The brain can learn to execute a wide variety of tasks quickly and efficiently. Nevertheless, most of the mechanisms that enable us to learn are unclear or incredibly complicated. Recently, considerable efforts have been made in neuroscience and artificial intelligence to understand and model the structure and mechanisms behind the amazing learning capability of the brain. However, in the current understanding of cognitive neuroscience, it is widely accepted that synaptic plasticity plays an essential role in our amazing learning capability. This mechanism is also known as the Credit Assignment Problem (CAP) and is a fundamental challenge in neuroscience and Artificial Intelligence (AI). The observations of neuroscientists clearly confirm the role of two important mechanisms including the error feedback system and unsupervised learning in synaptic plasticity. With this inspiration, a new learning rule is proposed via the fusion of reinforcement learning (RL) and unsupervised learning (UL). In the proposed computational model, the nonlinear optimal control theory is used to resemble the error feedback loop systems and project the output error to neurons membrane potential (neurons state), and an unsupervised learning rule based on neurons membrane potential or neurons activity are utilized to simulate synaptic plasticity dynamics to ensure that the output error is minimized.

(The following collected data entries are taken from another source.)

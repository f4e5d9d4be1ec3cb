//! End-to-end ingestion and retrieval against the mock embedder.

use std::sync::Arc;

use async_trait::async_trait;
use ragchat_rag::{
    Chunk, CollectionSpec, Document, InMemoryVectorStore, LanceVectorStore, MockEmbeddingProvider,
    RagConfig, RagError, RagPipeline, RecursiveChunker, SearchResult, VectorStore,
};

const DIM: usize = 32;

fn pipeline_with(
    store: Arc<dyn VectorStore>,
    embedder: Arc<MockEmbeddingProvider>,
    top_k: usize,
) -> RagPipeline {
    RagPipeline::builder()
        .config(
            RagConfig::builder().chunk_size(200).chunk_overlap(20).top_k(top_k).build().unwrap(),
        )
        .embedding_provider(embedder)
        .vector_store(store)
        .chunker(Arc::new(RecursiveChunker::new(200, 20)))
        .build()
        .unwrap()
}

fn corpus() -> Vec<Document> {
    vec![
        Document::new("pets.md", "Cats sleep most of the day."),
        Document::new("space.md", "Mars has two small moons."),
        Document::new("food.md", "Sourdough needs a starter."),
    ]
}

#[tokio::test]
async fn retrieving_before_ingestion_is_store_not_found() {
    let pipeline = pipeline_with(
        Arc::new(InMemoryVectorStore::new()),
        Arc::new(MockEmbeddingProvider::new(DIM)),
        3,
    );
    let err = pipeline.retrieve("anything").await.unwrap_err();
    assert!(matches!(err, RagError::StoreNotFound { .. }));
    assert!(err.to_string().contains("run ingestion first"));
}

#[tokio::test]
async fn empty_reset_build_leaves_no_index() {
    let pipeline = pipeline_with(
        Arc::new(InMemoryVectorStore::new()),
        Arc::new(MockEmbeddingProvider::new(DIM)),
        3,
    );
    pipeline.ingest_documents(&corpus(), true).await.unwrap();

    let report = pipeline.build_index(Vec::new(), true).await.unwrap();
    assert_eq!(report.chunk_count, 0);
    assert!(report.reset);

    let err = pipeline.retrieve("Mars").await.unwrap_err();
    assert!(matches!(err, RagError::StoreNotFound { .. }));
}

#[tokio::test]
async fn exact_text_is_retrieved_first() {
    let embedder = Arc::new(MockEmbeddingProvider::new(DIM));
    let pipeline = pipeline_with(Arc::new(InMemoryVectorStore::new()), embedder, 1);
    let report = pipeline.ingest_documents(&corpus(), true).await.unwrap();
    assert_eq!(report.document_count, 3);
    assert_eq!(report.chunk_count, 3);

    let hits = pipeline.retrieve("Mars has two small moons.").await.unwrap();
    assert_eq!(hits.len(), 1);
    assert_eq!(hits[0].chunk.document_id, "space.md");
    assert!((hits[0].score - 1.0).abs() < 1e-4);
}

#[tokio::test]
async fn retrieve_returns_at_most_top_k() {
    let pipeline = pipeline_with(
        Arc::new(InMemoryVectorStore::new()),
        Arc::new(MockEmbeddingProvider::new(DIM)),
        2,
    );
    pipeline.ingest_documents(&corpus(), true).await.unwrap();
    assert_eq!(pipeline.retrieve("moons").await.unwrap().len(), 2);
    assert_eq!(pipeline.retrieve_k("moons", 10).await.unwrap().len(), 3);
}

#[tokio::test(flavor = "multi_thread")]
async fn reset_replaces_previous_contents() {
    let dir = tempfile::tempdir().unwrap();
    let store = Arc::new(LanceVectorStore::open(dir.path().join("db")));
    let pipeline = pipeline_with(store, Arc::new(MockEmbeddingProvider::new(DIM)), 3);

    pipeline.ingest_documents(&corpus(), true).await.unwrap();
    assert_eq!(pipeline.count().await.unwrap(), 3);

    let replacement = vec![Document::new("only.md", "A single replacement document.")];
    pipeline.ingest_documents(&replacement, true).await.unwrap();
    assert_eq!(pipeline.count().await.unwrap(), 1);

    let hits = pipeline.retrieve("Cats sleep most of the day.").await.unwrap();
    assert!(hits.iter().all(|h| h.chunk.document_id == "only.md"));
}

#[tokio::test]
async fn build_without_reset_upserts_by_id() {
    let pipeline = pipeline_with(
        Arc::new(InMemoryVectorStore::new()),
        Arc::new(MockEmbeddingProvider::new(DIM)),
        3,
    );
    pipeline.ingest_documents(&corpus(), true).await.unwrap();
    let extra = vec![
        Document::new("pets.md", "Dogs like long walks."),
        Document::new("new.md", "Tea is brewed from leaves."),
    ];
    pipeline.ingest_documents(&extra, false).await.unwrap();
    // pets.md_0 is overwritten, new.md_0 is added.
    assert_eq!(pipeline.count().await.unwrap(), 4);
}

#[tokio::test(flavor = "multi_thread")]
async fn index_survives_reopening_the_store() {
    let dir = tempfile::tempdir().unwrap();
    let path = dir.path().join("db");
    {
        let pipeline = pipeline_with(
            Arc::new(LanceVectorStore::open(&path)),
            Arc::new(MockEmbeddingProvider::new(DIM)),
            1,
        );
        pipeline.ingest_documents(&corpus(), true).await.unwrap();
    }

    let pipeline = pipeline_with(
        Arc::new(LanceVectorStore::open(&path)),
        Arc::new(MockEmbeddingProvider::new(DIM)),
        1,
    );
    let hits = pipeline.retrieve("Sourdough needs a starter.").await.unwrap();
    assert_eq!(hits[0].chunk.document_id, "food.md");
}

#[tokio::test]
async fn changed_embedding_dimensions_require_rebuild() {
    let store: Arc<dyn VectorStore> = Arc::new(InMemoryVectorStore::new());
    let first = pipeline_with(store.clone(), Arc::new(MockEmbeddingProvider::new(DIM)), 3);
    first.ingest_documents(&corpus(), true).await.unwrap();

    let second = pipeline_with(store, Arc::new(MockEmbeddingProvider::new(DIM * 2)), 3);
    let err = second.retrieve("Mars").await.unwrap_err();
    assert!(matches!(err, RagError::DimensionMismatch { expected: DIM, .. }));
}

#[tokio::test]
async fn failing_embedder_surfaces_an_error() {
    let embedder = Arc::new(MockEmbeddingProvider::failing(DIM));
    let pipeline = pipeline_with(Arc::new(InMemoryVectorStore::new()), embedder.clone(), 3);
    let err = pipeline.ingest_documents(&corpus(), true).await.unwrap_err();
    assert!(matches!(err, RagError::PipelineError(_)));
    assert!(err.to_string().contains("embedding service unreachable"));
    assert_eq!(embedder.calls(), 1);
}

#[tokio::test(flavor = "multi_thread")]
async fn failed_ingestion_leaves_no_empty_index() {
    let dir = tempfile::tempdir().unwrap();
    let store = Arc::new(LanceVectorStore::open(dir.path().join("db")));
    let pipeline = pipeline_with(store, Arc::new(MockEmbeddingProvider::failing(DIM)), 3);

    assert!(pipeline.ingest_documents(&corpus(), true).await.is_err());
    let err = pipeline.ensure_index().await.unwrap_err();
    assert!(matches!(err, RagError::StoreNotFound { .. }));
}

#[tokio::test(flavor = "multi_thread")]
async fn failed_reingestion_keeps_the_previous_index() {
    let dir = tempfile::tempdir().unwrap();
    let store: Arc<dyn VectorStore> = Arc::new(LanceVectorStore::open(dir.path().join("db")));
    let good = pipeline_with(store.clone(), Arc::new(MockEmbeddingProvider::new(DIM)), 3);
    good.ingest_documents(&corpus(), true).await.unwrap();

    let broken = pipeline_with(store, Arc::new(MockEmbeddingProvider::failing(DIM)), 3);
    let replacement = vec![Document::new("only.md", "A single replacement document.")];
    assert!(broken.ingest_documents(&replacement, true).await.is_err());

    assert_eq!(good.count().await.unwrap(), 3);
    let hits = good.retrieve("Mars has two small moons.").await.unwrap();
    assert_eq!(hits[0].chunk.document_id, "space.md");
}

/// Delegates to an in-memory store but refuses every upsert.
struct RejectingStore(InMemoryVectorStore);

#[async_trait]
impl VectorStore for RejectingStore {
    fn location(&self) -> String {
        "rejecting".to_string()
    }

    async fn create_collection(&self, spec: &CollectionSpec) -> ragchat_rag::Result<()> {
        self.0.create_collection(spec).await
    }

    async fn delete_collection(&self, name: &str) -> ragchat_rag::Result<()> {
        self.0.delete_collection(name).await
    }

    async fn collection(&self, name: &str) -> ragchat_rag::Result<Option<CollectionSpec>> {
        self.0.collection(name).await
    }

    async fn clear(&self) -> ragchat_rag::Result<()> {
        self.0.clear().await
    }

    async fn upsert(&self, _collection: &str, _chunks: &[Chunk]) -> ragchat_rag::Result<()> {
        Err(RagError::VectorStoreError {
            backend: "rejecting".to_string(),
            message: "disk full".to_string(),
        })
    }

    async fn delete(&self, collection: &str, ids: &[&str]) -> ragchat_rag::Result<()> {
        self.0.delete(collection, ids).await
    }

    async fn count(&self, collection: &str) -> ragchat_rag::Result<usize> {
        self.0.count(collection).await
    }

    async fn search(
        &self,
        collection: &str,
        embedding: &[f32],
        top_k: usize,
    ) -> ragchat_rag::Result<Vec<SearchResult>> {
        self.0.search(collection, embedding, top_k).await
    }
}

#[tokio::test]
async fn failed_upsert_drops_the_new_collection() {
    let pipeline = pipeline_with(
        Arc::new(RejectingStore(InMemoryVectorStore::new())),
        Arc::new(MockEmbeddingProvider::new(DIM)),
        3,
    );
    let err = pipeline.ingest_documents(&corpus(), true).await.unwrap_err();
    assert!(err.to_string().contains("disk full"));
    assert!(matches!(pipeline.ensure_index().await, Err(RagError::StoreNotFound { .. })));
}

#[test]
fn builder_validates_the_config() {
    let build = |config: RagConfig| {
        RagPipeline::builder()
            .config(config)
            .embedding_provider(Arc::new(MockEmbeddingProvider::new(DIM)))
            .vector_store(Arc::new(InMemoryVectorStore::new()))
            .build()
    };
    let zero_batch = RagConfig { embed_batch_size: 0, ..RagConfig::default() };
    assert!(matches!(build(zero_batch), Err(RagError::ConfigError(_))));
    let zero_k = RagConfig { top_k: 0, ..RagConfig::default() };
    assert!(matches!(build(zero_k), Err(RagError::ConfigError(_))));
    assert!(build(RagConfig::default()).is_ok());
}

#[tokio::test]
async fn default_chunker_is_sized_by_the_config() {
    let config = RagConfig { chunk_size: 20, chunk_overlap: 0, ..RagConfig::default() };
    let pipeline = RagPipeline::builder()
        .config(config)
        .embedding_provider(Arc::new(MockEmbeddingProvider::new(DIM)))
        .vector_store(Arc::new(InMemoryVectorStore::new()))
        .build()
        .unwrap();
    let doc = Document::new("long.md", "one two three four five six seven eight nine ten");
    let report = pipeline.ingest_documents(&[doc], true).await.unwrap();
    assert!(report.chunk_count >= 3);

    let hits = pipeline.retrieve_k("one", 10).await.unwrap();
    assert_eq!(hits.len(), report.chunk_count);
    assert!(hits.iter().all(|h| h.chunk.text.chars().count() <= 20));
}

#[tokio::test]
async fn similarity_threshold_filters_weak_hits() {
    let config = RagConfig::builder().top_k(3).similarity_threshold(0.99).build().unwrap();
    let pipeline = RagPipeline::builder()
        .config(config)
        .embedding_provider(Arc::new(MockEmbeddingProvider::new(DIM)))
        .vector_store(Arc::new(InMemoryVectorStore::new()))
        .chunker(Arc::new(RecursiveChunker::new(200, 20)))
        .build()
        .unwrap();
    pipeline.ingest_documents(&corpus(), true).await.unwrap();

    let hits = pipeline.retrieve("Cats sleep most of the day.").await.unwrap();
    assert_eq!(hits.len(), 1);
    assert_eq!(hits[0].chunk.document_id, "pets.md");
}

#[tokio::test]
async fn chunks_carry_embeddings_in_store() {
    let store = Arc::new(InMemoryVectorStore::new());
    let pipeline = pipeline_with(store.clone(), Arc::new(MockEmbeddingProvider::new(DIM)), 3);
    let chunk = Chunk {
        id: "manual_0".to_string(),
        text: "hand made".to_string(),
        embedding: Vec::new(),
        metadata: Default::default(),
        document_id: "manual".to_string(),
    };
    pipeline.build_index(vec![chunk], true).await.unwrap();
    let hits = store.search("rag_collection", &[0.1; DIM], 1).await.unwrap();
    assert_eq!(hits[0].chunk.embedding.len(), DIM);
}
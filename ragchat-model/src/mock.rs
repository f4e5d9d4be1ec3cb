//! Scripted model for tests and offline runs.

use std::collections::VecDeque;

use async_trait::async_trait;
use tokio::sync::Mutex;

use crate::error::{ModelError, Result};
use crate::llm::{Llm, LlmRequest, LlmResponse};

/// An [`Llm`] that replays queued replies and records every request.
///
/// When the queue runs dry it echoes the last user message back, so tests
/// that don't care about the text need no script at all.
#[derive(Debug, Default)]
pub struct MockLlm {
    name: String,
    replies: Mutex<VecDeque<String>>,
    requests: Mutex<Vec<LlmRequest>>,
    fail_with: Option<String>,
}

impl MockLlm {
    pub fn new() -> Self {
        Self { name: "mock-llm".to_string(), ..Default::default() }
    }

    /// Queue replies returned in order, one per `generate` call.
    pub fn with_replies<I, S>(self, replies: I) -> Self
    where
        I: IntoIterator<Item = S>,
        S: Into<String>,
    {
        Self { replies: Mutex::new(replies.into_iter().map(Into::into).collect()), ..self }
    }

    /// A model whose every call fails as if the API were unreachable.
    pub fn failing(message: impl Into<String>) -> Self {
        Self { fail_with: Some(message.into()), ..Self::new() }
    }

    /// Every request received so far, oldest first.
    pub async fn requests(&self) -> Vec<LlmRequest> {
        self.requests.lock().await.clone()
    }

    /// Number of `generate` calls so far.
    pub async fn call_count(&self) -> usize {
        self.requests.lock().await.len()
    }
}

#[async_trait]
impl Llm for MockLlm {
    fn name(&self) -> &str {
        &self.name
    }

    async fn generate(&self, request: LlmRequest) -> Result<LlmResponse> {
        let echo = request
            .messages
            .iter()
            .rev()
            .find(|m| m.role == crate::Role::User)
            .map(|m| m.content.clone())
            .unwrap_or_default();
        self.requests.lock().await.push(request);

        if let Some(message) = &self.fail_with {
            return Err(ModelError::Request { provider: "mock".into(), message: message.clone() });
        }
        let content = self.replies.lock().await.pop_front().unwrap_or(echo);
        Ok(LlmResponse { content, finish_reason: Some("stop".to_string()) })
    }
}
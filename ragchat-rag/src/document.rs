//! Data types for documents, chunks, and search results.

use std::collections::HashMap;

use serde::{Deserialize, Serialize};

/// Metadata key holding the full path of the file a document was loaded from.
pub const SOURCE_KEY: &str = "source";
/// Metadata key holding the bare file name of the source.
pub const FILE_NAME_KEY: &str = "file_name";
/// Metadata key holding a chunk's position within its document.
pub const CHUNK_INDEX_KEY: &str = "chunk_index";
/// Metadata key holding the character offset of a chunk within its document.
pub const START_INDEX_KEY: &str = "start_index";

/// A source document containing text content and metadata.
#[derive(Debug, Clone, Serialize, Deserialize, PartialEq)]
pub struct Document {
    /// Unique identifier for the document.
    pub id: String,
    /// The text content of the document.
    pub text: String,
    /// Key-value metadata associated with the document.
    pub metadata: HashMap<String, String>,
    /// Optional URI pointing to the original source.
    #[serde(skip_serializing_if = "Option::is_none")]
    pub source_uri: Option<String>,
}

impl Document {
    /// Create a document with no metadata.
    pub fn new(id: impl Into<String>, text: impl Into<String>) -> Self {
        Self { id: id.into(), text: text.into(), metadata: HashMap::new(), source_uri: None }
    }

    /// Attach a metadata entry.
    pub fn with_metadata(mut self, key: impl Into<String>, value: impl Into<String>) -> Self {
        self.metadata.insert(key.into(), value.into());
        self
    }
}

/// A segment of a [`Document`] with its vector embedding.
#[derive(Debug, Clone, Serialize, Deserialize, PartialEq)]
pub struct Chunk {
    /// Unique identifier for the chunk.
    pub id: String,
    /// The text content of the chunk.
    pub text: String,
    /// The vector embedding for this chunk's text. Empty until embedded.
    #[serde(default, skip_serializing_if = "Vec::is_empty")]
    pub embedding: Vec<f32>,
    /// Key-value metadata inherited from the parent document plus chunk-specific fields.
    pub metadata: HashMap<String, String>,
    /// The ID of the parent [`Document`].
    pub document_id: String,
}

impl Chunk {
    /// Character offset of this chunk in its parent document, if recorded.
    pub fn start_index(&self) -> Option<usize> {
        self.metadata.get(START_INDEX_KEY).and_then(|v| v.parse().ok())
    }

    /// The `source` metadata entry, falling back to the document id.
    pub fn source(&self) -> &str {
        self.metadata.get(SOURCE_KEY).map(String::as_str).unwrap_or(&self.document_id)
    }
}

/// A retrieved [`Chunk`] paired with a relevance score.
#[derive(Debug, Clone, Serialize, Deserialize)]
pub struct SearchResult {
    /// The retrieved chunk.
    pub chunk: Chunk,
    /// The similarity score (higher is more relevant).
    pub score: f32,
}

翻译：大脑能够快速高效地学习执行各种任务，然而，支撑这种学习能力的大多数机制尚不明确或极其复杂。近年来，神经科学与人工智能领域已投入大量研究，试图理解并模拟大脑惊人学习能力背后的结构与机制。然而，在当代认知神经科学的认知中，突触可塑性被广泛认为是我们卓越学习能力的核心要素。该机制亦被称为"信用分配问题"，是神经科学与人工智能领域的根本性挑战。神经科学家的观察明确证实，错误反馈系统与无监督学习这两种重要机制在突触可塑性中发挥着关键作用。受此启发，本文提出一种融合强化学习与无监督学习的全新学习规则。在该计算模型中，利用非线性最优控制理论模拟错误反馈环路系统，将输出误差投影至神经元膜电位（神经元状态）；同时，基于神经元膜电位或神经元活性的无监督学习规则被用于模拟突触可塑性动态过程，从而确保输出误差最小化。